Johnny abaixou a cabeça de novo. Ele rezava para não ouvi mais uma ameaça, ou coisa pior, depois de ter feito seu relato.

- Não, senhor. Aliás, essa é a primeira vez que eu falo sobre isso, sem ser com o Jorge, a Laysa ou o André.

- Você não sabe que esse tipo de denúncia é feito sob sigilo, sr. Willians? Ninguém teria como saber que foi você.

- Eu sei disso. Mas se ele desconfiásse que alguém sabe disso, sendo eu, ou não, ele iria me culpar. Eu vi ele fumando maconha perto da escola, não relatei também.

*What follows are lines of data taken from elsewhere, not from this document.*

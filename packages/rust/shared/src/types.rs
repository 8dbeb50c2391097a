//! Core domain types for the codevec batch pipeline.

use std::path::{Path, PathBuf};

use chrono::{DateTime, Utc};
use serde::{Deserialize, Serialize};
use uuid::Uuid;

/// File name of the per-group accounting document, under the group's
/// intermediate directory.
pub const ACCOUNTING_FILE_NAME: &str = "context_count.json";

/// File name of the per-group narrative log, at the group root.
pub const GROUP_LOG_FILE_NAME: &str = "process.log";

/// File name of the durable job ledger, at the output root.
pub const LEDGER_FILE_NAME: &str = "job_ledger.jsonl";

// ---------------------------------------------------------------------------
// RunId
// ---------------------------------------------------------------------------

/// A UUID v7 wrapper identifying one orchestrator invocation (time-sortable).
#[derive(Debug, Clone, PartialEq, Eq, Hash, Serialize, Deserialize)]
#[serde(transparent)]
pub struct RunId(pub Uuid);

impl RunId {
    /// Generate a new time-sortable run identifier.
    pub fn new() -> Self {
        Self(Uuid::now_v7())
    }
}

impl Default for RunId {
    fn default() -> Self {
        Self::new()
    }
}

impl std::fmt::Display for RunId {
    fn fmt(&self, f: &mut std::fmt::Formatter<'_>) -> std::fmt::Result {
        write!(f, "{}", self.0)
    }
}

impl std::str::FromStr for RunId {
    type Err = uuid::Error;

    fn from_str(s: &str) -> std::result::Result<Self, Self::Err> {
        Ok(Self(Uuid::parse_str(s)?))
    }
}

// ---------------------------------------------------------------------------
// Granularity
// ---------------------------------------------------------------------------

/// How the discovery phase slices the corpus into work units.
#[derive(Debug, Clone, Copy, PartialEq, Eq, Serialize, Deserialize)]
#[serde(rename_all = "lowercase")]
pub enum Granularity {
    /// One unit per source file directly under the root.
    Flat,
    /// One unit per project subdirectory; the unit carries the project's
    /// ordered file list.
    Grouped,
}

impl std::str::FromStr for Granularity {
    type Err = String;

    fn from_str(s: &str) -> std::result::Result<Self, Self::Err> {
        match s {
            "flat" => Ok(Self::Flat),
            "grouped" => Ok(Self::Grouped),
            other => Err(format!("unknown mode {other:?} (expected flat|grouped)")),
        }
    }
}

// ---------------------------------------------------------------------------
// WorkUnit
// ---------------------------------------------------------------------------

/// One schedulable unit of pipeline work.
///
/// Flat discovery yields units with exactly one source; grouped discovery
/// yields one unit per project with the project's full file list. The worker
/// runs the same per-file state machine either way.
#[derive(Debug, Clone, PartialEq, Eq)]
pub struct WorkUnit {
    /// Group identity (project subdirectory name, or the root's name in
    /// flat mode).
    pub group: String,
    /// Unit identity within the group.
    pub name: String,
    /// Ordered source files this unit covers.
    pub sources: Vec<PathBuf>,
}

// ---------------------------------------------------------------------------
// UnitPaths
// ---------------------------------------------------------------------------

/// Derived artifact paths for a single source file within a group.
///
/// Layout under the output root `R`:
/// `R/<group>/c2v/` holds intermediates and the accounting document,
/// `R/<group>/vectors/` holds one final artifact per completed file.
#[derive(Debug, Clone)]
pub struct UnitPaths {
    /// Intermediate directory for the group.
    pub c2v_dir: PathBuf,
    /// Final artifact directory for the group.
    pub vectors_dir: PathBuf,
    /// Raw extractor output.
    pub raw: PathBuf,
    /// Filtered record file (survivors of the structural filter).
    pub filtered: PathBuf,
    /// Output name stem handed to the normalization subprocess.
    pub stem: PathBuf,
    /// Normalized fixed-width record file (`<stem>.test.c2v`).
    pub normalized: PathBuf,
    /// Inference output (`<normalized>.vectors`).
    pub inferred: PathBuf,
    /// Final artifact path; its existence alone defines completion.
    pub final_artifact: PathBuf,
}

impl UnitPaths {
    /// Derive all artifact paths for file `name` of `group` under `output_root`.
    pub fn derive(output_root: &Path, group: &str, name: &str) -> Self {
        let group_dir = output_root.join(group);
        let c2v_dir = group_dir.join("c2v");
        let vectors_dir = group_dir.join("vectors");
        let stem = c2v_dir.join(name);
        let normalized = c2v_dir.join(format!("{name}.test.c2v"));
        let inferred = c2v_dir.join(format!("{name}.test.c2v.vectors"));
        Self {
            raw: c2v_dir.join(format!("{name}.test.raw.txt")),
            filtered: c2v_dir.join(format!("{name}.test.txt")),
            final_artifact: vectors_dir.join(format!("{name}.vectors")),
            c2v_dir,
            vectors_dir,
            stem,
            normalized,
            inferred,
        }
    }

    /// Intermediates removed once a file reaches a terminal state.
    pub fn intermediates(&self) -> [&Path; 4] {
        [&self.raw, &self.filtered, &self.normalized, &self.inferred]
    }
}

// ---------------------------------------------------------------------------
// ExitClass
// ---------------------------------------------------------------------------

/// Terminal classification of one file's trip through the pipeline.
#[derive(Debug, Clone, Copy, PartialEq, Eq, Hash, Serialize, Deserialize)]
#[serde(rename_all = "snake_case")]
pub enum ExitClass {
    /// Final artifact produced this run.
    Done,
    /// Final artifact already existed; nothing re-run.
    Skipped,
    ExtractFailed,
    ValidateFailed,
    PreprocessFailed,
    /// Inference exceeded its wall-clock budget and honored SIGTERM.
    Timeout,
    /// Inference ignored SIGTERM and was forcibly killed.
    Killed,
    /// Unclassified failure.
    Failed,
}

impl ExitClass {
    /// Stable tag used in the ledger and narrative logs.
    pub fn as_str(&self) -> &'static str {
        match self {
            Self::Done => "done",
            Self::Skipped => "skipped",
            Self::ExtractFailed => "extract_failed",
            Self::ValidateFailed => "validate_failed",
            Self::PreprocessFailed => "preprocess_failed",
            Self::Timeout => "timeout",
            Self::Killed => "killed",
            Self::Failed => "failed",
        }
    }

    /// Whether this classification counts as an error in accounting.
    pub fn is_error(&self) -> bool {
        !matches!(self, Self::Done | Self::Skipped)
    }
}

impl std::fmt::Display for ExitClass {
    fn fmt(&self, f: &mut std::fmt::Formatter<'_>) -> std::fmt::Result {
        f.write_str(self.as_str())
    }
}

// ---------------------------------------------------------------------------
// LedgerEntry
// ---------------------------------------------------------------------------

/// One line of the durable job ledger: the per-unit audit record.
#[derive(Debug, Clone, Serialize, Deserialize)]
pub struct LedgerEntry {
    /// Owning orchestrator invocation.
    pub run_id: RunId,
    pub group: String,
    pub unit: String,
    pub started_at: DateTime<Utc>,
    pub ended_at: DateTime<Utc>,
    /// Normalization retries consumed across the unit's files.
    pub retries: u32,
    /// Worst classification across the unit's files.
    pub class: ExitClass,
    /// Total context count across the unit's successful files.
    pub contexts: u64,
}

// ---------------------------------------------------------------------------
// ContextCount
// ---------------------------------------------------------------------------

/// Accounting value for one file: a context count, or an explicit error
/// marker. Serializes as a bare number or the string `"error"` so the
/// accounting document stays readable by downstream tooling.
#[derive(Debug, Clone, Copy, PartialEq, Eq)]
pub enum ContextCount {
    Count(u64),
    Error,
}

impl Serialize for ContextCount {
    fn serialize<S: serde::Serializer>(&self, s: S) -> std::result::Result<S::Ok, S::Error> {
        match self {
            Self::Count(n) => s.serialize_u64(*n),
            Self::Error => s.serialize_str("error"),
        }
    }
}

impl<'de> Deserialize<'de> for ContextCount {
    fn deserialize<D: serde::Deserializer<'de>>(d: D) -> std::result::Result<Self, D::Error> {
        struct V;

        impl serde::de::Visitor<'_> for V {
            type Value = ContextCount;

            fn expecting(&self, f: &mut std::fmt::Formatter) -> std::fmt::Result {
                f.write_str("a context count or the string \"error\"")
            }

            fn visit_u64<E: serde::de::Error>(self, v: u64) -> std::result::Result<Self::Value, E> {
                Ok(ContextCount::Count(v))
            }

            fn visit_str<E: serde::de::Error>(self, v: &str) -> std::result::Result<Self::Value, E> {
                if v == "error" {
                    Ok(ContextCount::Error)
                } else {
                    Err(E::invalid_value(serde::de::Unexpected::Str(v), &self))
                }
            }
        }

        d.deserialize_any(V)
    }
}

#[cfg(test)]
mod tests {
    use super::*;

    #[test]
    fn run_id_roundtrip() {
        let id = RunId::new();
        let s = id.to_string();
        let parsed: RunId = s.parse().expect("parse RunId");
        assert_eq!(id, parsed);
    }

    #[test]
    fn unit_paths_layout() {
        let paths = UnitPaths::derive(Path::new("/out"), "proj-a", "proj-a_7");
        assert_eq!(paths.raw, Path::new("/out/proj-a/c2v/proj-a_7.test.raw.txt"));
        assert_eq!(paths.filtered, Path::new("/out/proj-a/c2v/proj-a_7.test.txt"));
        assert_eq!(paths.normalized, Path::new("/out/proj-a/c2v/proj-a_7.test.c2v"));
        assert_eq!(
            paths.inferred,
            Path::new("/out/proj-a/c2v/proj-a_7.test.c2v.vectors")
        );
        assert_eq!(
            paths.final_artifact,
            Path::new("/out/proj-a/vectors/proj-a_7.vectors")
        );
    }

    #[test]
    fn exit_class_tags() {
        assert_eq!(ExitClass::ExtractFailed.as_str(), "extract_failed");
        assert!(ExitClass::Timeout.is_error());
        assert!(!ExitClass::Done.is_error());
        assert!(!ExitClass::Skipped.is_error());
    }

    #[test]
    fn granularity_parses() {
        assert_eq!("flat".parse::<Granularity>().unwrap(), Granularity::Flat);
        assert_eq!(
            "grouped".parse::<Granularity>().unwrap(),
            Granularity::Grouped
        );
        assert!("tree".parse::<Granularity>().is_err());
    }

    #[test]
    fn context_count_serialization() {
        let json = serde_json::to_string(&ContextCount::Count(42)).unwrap();
        assert_eq!(json, "42");
        let json = serde_json::to_string(&ContextCount::Error).unwrap();
        assert_eq!(json, "\"error\"");

        let parsed: ContextCount = serde_json::from_str("17").unwrap();
        assert_eq!(parsed, ContextCount::Count(17));
        let parsed: ContextCount = serde_json::from_str("\"error\"").unwrap();
        assert_eq!(parsed, ContextCount::Error);
        assert!(serde_json::from_str::<ContextCount>("\"oops\"").is_err());
    }

    #[test]
    fn ledger_entry_roundtrip() {
        let entry = LedgerEntry {
            run_id: RunId::new(),
            group: "proj-a".into(),
            unit: "proj-a_3".into(),
            started_at: Utc::now(),
            ended_at: Utc::now(),
            retries: 1,
            class: ExitClass::Done,
            contexts: 180,
        };
        let line = serde_json::to_string(&entry).expect("serialize");
        let parsed: LedgerEntry = serde_json::from_str(&line).expect("deserialize");
        assert_eq!(parsed.class, ExitClass::Done);
        assert_eq!(parsed.contexts, 180);
    }
}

O delegado esfregou a testa. Via á sua frente um rapaz quase traumatizado, e uma testemunha em potencial, mas com um problema sério e um amigo falecido.

- É o seguinte, rapaz. Eu vou ter que chamar esses rapazes para prestar depoimento...

- Não, senhor, por favor! - Johnny o interrompeu sem hesitar.

- Me ouve, pelo menos! Eu direi que estamos chamando todos os rapazes para depoimento, a gente chama toda a sala deles. Qual é?

Johnny pensou por uns três segundos. Olhou para a parede, em busca de alguma imagem que pudesse lhe oferecer conforto.

- Sala 21, segundo andar.

O delegado anotou em seu papel. Anotou os detalhes de depoimento de Johnny, e o nome Gabriel Aikashi. Depois recostou-se na cadeira.

- Algo mais?

- Não, senhor?

- Pois bem... - O delegado pegou uma folha, uma caneta e entregou a Johnny – Coloca seu nome, telefone e e-mail.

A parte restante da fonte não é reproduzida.